Atheism: Monstrous Women.

FILE - This July 15, 1925 file photo shows attorney William Jennings Bryan, sitting center behind the microphone during a radio broadcast of the landmark trial of John Thomas Scopes in Dayton, Tenn. The controversial trial between religion and state determined how evolution would be taught in schools. Scopes, a high school biology teacher, was found guilty of teaching evolution and fined. The town hosts an annual festival, this year July 20-21, marking the anniversary of the famous trial about the teaching of evolution in public schools. (AP Photo, file)
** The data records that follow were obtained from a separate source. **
use anyhow::{Context, Result};
use async_trait::async_trait;
use teloxide::payloads::{GetUpdatesSetters, SendMessageSetters, SendPhotoSetters};
use teloxide::prelude::*;
use teloxide::types::{AllowedUpdate, InputFile, MessageId, ReplyParameters, Update, UpdateKind};
use tracing::{debug, info};

use crate::config::PollingConfig;
use crate::platform::{ChatSink, IncomingMessage, UpdateSource};

/// Bot whose HTTP client waits longer than the long-poll timeout.
/// teloxide's default client gives up after 17 s, shorter than a 30 s poll.
pub fn build_bot(token: &str, polling: &PollingConfig) -> Result<Bot> {
    let client = teloxide::net::default_reqwest_settings()
        .timeout(polling.client_timeout())
        .build()
        .context("Failed to build Telegram HTTP client")?;
    Ok(Bot::with_client(token, client))
}

/// Convert a Telegram update into a platform-agnostic message.
/// Anything other than a new message is ignored.
pub fn incoming_from_update(update: Update) -> Option<IncomingMessage> {
    let msg = match update.kind {
        UpdateKind::Message(msg) => msg,
        _ => return None,
    };

    Some(IncomingMessage {
        chat_id: msg.chat.id.0,
        user_id: msg.from.as_ref().map(|user| user.id.0),
        message_id: msg.id.0,
        text: msg.text().map(str::to_string),
    })
}

/// Long-polls `getUpdates` and tracks the update offset.
pub struct TelegramPoller {
    bot: Bot,
    offset: i32,
    timeout_secs: u32,
    skip_pending: bool,
    primed: bool,
}

impl TelegramPoller {
    pub fn new(bot: Bot, polling: &PollingConfig) -> Self {
        Self {
            bot,
            offset: 0,
            timeout_secs: polling.long_poll_timeout_secs,
            skip_pending: polling.skip_pending,
            primed: false,
        }
    }

    fn advance(&mut self, update: &Update) {
        self.offset = self.offset.max(update.id.0 as i32 + 1);
    }

    /// Jump past every update queued before startup.
    async fn drop_pending(&mut self) -> Result<()> {
        let latest = self
            .bot
            .get_updates()
            .offset(-1)
            .limit(1)
            .timeout(0)
            .await
            .context("Failed to fetch pending updates")?;

        if let Some(update) = latest.last() {
            self.advance(update);
            info!("Skipped pending updates up to {}", update.id.0);
        }
        Ok(())
    }
}

#[async_trait]
impl UpdateSource for TelegramPoller {
    async fn receive(&mut self) -> Result<Vec<IncomingMessage>> {
        if !self.primed {
            if self.skip_pending {
                self.drop_pending().await?;
            }
            self.primed = true;
        }

        let updates = self
            .bot
            .get_updates()
            .offset(self.offset)
            .timeout(self.timeout_secs)
            .allowed_updates(vec![AllowedUpdate::Message])
            .await
            .context("Failed to receive updates")?;

        debug!("Received {} update(s)", updates.len());

        let mut messages = Vec::with_capacity(updates.len());
        for update in updates {
            self.advance(&update);
            if let Some(message) = incoming_from_update(update) {
                messages.push(message);
            }
        }
        Ok(messages)
    }
}

#[async_trait]
impl ChatSink for Bot {
    async fn send_text(&self, chat_id: i64, text: &str, reply_to: Option<i32>) -> Result<()> {
        let mut request = self.send_message(ChatId(chat_id), text);
        if let Some(message_id) = reply_to {
            request = request.reply_parameters(ReplyParameters::new(MessageId(message_id)));
        }
        request
            .await
            .with_context(|| format!("Failed to send message to chat {}", chat_id))?;
        Ok(())
    }

    async fn send_image(&self, chat_id: i64, image: Vec<u8>, caption: &str) -> Result<()> {
        let photo = InputFile::memory(image).file_name("page.png");
        self.send_photo(ChatId(chat_id), photo)
            .caption(caption)
            .await
            .with_context(|| format!("Failed to send photo to chat {}", chat_id))?;
        Ok(())
    }
}

#[cfg(test)]
mod tests {
    use super::*;

    fn update(json: &str) -> Update {
        serde_json::from_str(json).unwrap()
    }

    #[test]
    fn test_text_message_conversion() {
        let incoming = incoming_from_update(update(
            r#"{
                "update_id": 10,
                "message": {
                    "message_id": 5,
                    "date": 1700000000,
                    "chat": {"id": 42, "type": "private", "first_name": "Amina"},
                    "from": {"id": 7, "is_bot": false, "first_name": "Amina"},
                    "text": "12"
                }
            }"#,
        ))
        .unwrap();

        assert_eq!(
            incoming,
            IncomingMessage {
                chat_id: 42,
                user_id: Some(7),
                message_id: 5,
                text: Some("12".to_string()),
            }
        );
    }

    #[tokio::test(flavor = "multi_thread")]
    async fn test_idle_long_poll_is_not_a_failure() {
        use std::io::Write;

        let mut server = mockito::Server::new_async().await;
        let _mock = server
            .mock("POST", mockito::Matcher::Regex(r"(?i)/getupdates$".into()))
            .with_status(200)
            .with_header("content-type", "application/json")
            .with_chunked_body(|w| {
                // Telegram holds an idle poll open until its timeout
                std::thread::sleep(std::time::Duration::from_secs(18));
                w.write_all(br#"{"ok": true, "result": []}"#)
            })
            .create_async()
            .await;

        let polling = PollingConfig {
            skip_pending: false,
            ..PollingConfig::default()
        };
        let bot = build_bot("123:TEST", &polling)
            .unwrap()
            .set_api_url(server.url().parse().unwrap());
        let mut poller = TelegramPoller::new(bot, &polling);

        let messages = poller.receive().await.unwrap();
        assert!(messages.is_empty());
    }

    #[test]
    fn test_edited_message_ignored() {
        let incoming = incoming_from_update(update(
            r#"{
                "update_id": 11,
                "edited_message": {
                    "message_id": 5,
                    "date": 1700000000,
                    "edit_date": 1700000100,
                    "chat": {"id": 42, "type": "private", "first_name": "Amina"},
                    "from": {"id": 7, "is_bot": false, "first_name": "Amina"},
                    "text": "13"
                }
            }"#,
        ));
        assert!(incoming.is_none());
    }
}
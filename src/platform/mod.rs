pub mod telegram;

use anyhow::Result;
use async_trait::async_trait;

/// A message received from the chat platform
#[derive(Debug, Clone, PartialEq, Eq)]
pub struct IncomingMessage {
    pub chat_id: i64,
    /// Sender, absent for channel posts
    pub user_id: Option<u64>,
    /// Platform message ID, used to reply in-thread
    pub message_id: i32,
    /// The message text, absent for media and service messages
    pub text: Option<String>,
}

/// What a handler wants sent back to the chat the message came from
#[derive(Debug, Clone, PartialEq, Eq)]
pub enum Outbound {
    /// Plain message to the chat
    Text(String),
    /// Message quoting the user's original message
    Reply(String),
    /// Image with a caption
    Photo { image: Vec<u8>, caption: String },
}

/// Outbound side of the chat platform
#[async_trait]
pub trait ChatSink: Send + Sync {
    async fn send_text(&self, chat_id: i64, text: &str, reply_to: Option<i32>) -> Result<()>;

    async fn send_image(&self, chat_id: i64, image: Vec<u8>, caption: &str) -> Result<()>;

    /// Deliver `outbound` in response to `incoming`
    async fn deliver(&self, incoming: &IncomingMessage, outbound: Outbound) -> Result<()> {
        match outbound {
            Outbound::Text(text) => self.send_text(incoming.chat_id, &text, None).await,
            Outbound::Reply(text) => {
                self.send_text(incoming.chat_id, &text, Some(incoming.message_id))
                    .await
            }
            Outbound::Photo { image, caption } => {
                self.send_image(incoming.chat_id, image, &caption).await
            }
        }
    }
}

/// Inbound side of the chat platform: one long-poll receive per call
#[async_trait]
pub trait UpdateSource: Send {
    async fn receive(&mut self) -> Result<Vec<IncomingMessage>>;
}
FILE – This July 15, 1925 file photo shows attorney William Jennings Bryan, sitting center behind the microphone during a radio broadcast of the landmark trial of John Thomas Scopes in Dayton, Tenn. The controversial trial between religion and state determined how evolution would be taught in schools. Scopes, a high school biology teacher, was found guilty of teaching evolution and fined. The town hosts an annual festival, this year July 20-21, marking the anniversary of the famous trial about the teaching of evolution in public schools. (AP Photo, file)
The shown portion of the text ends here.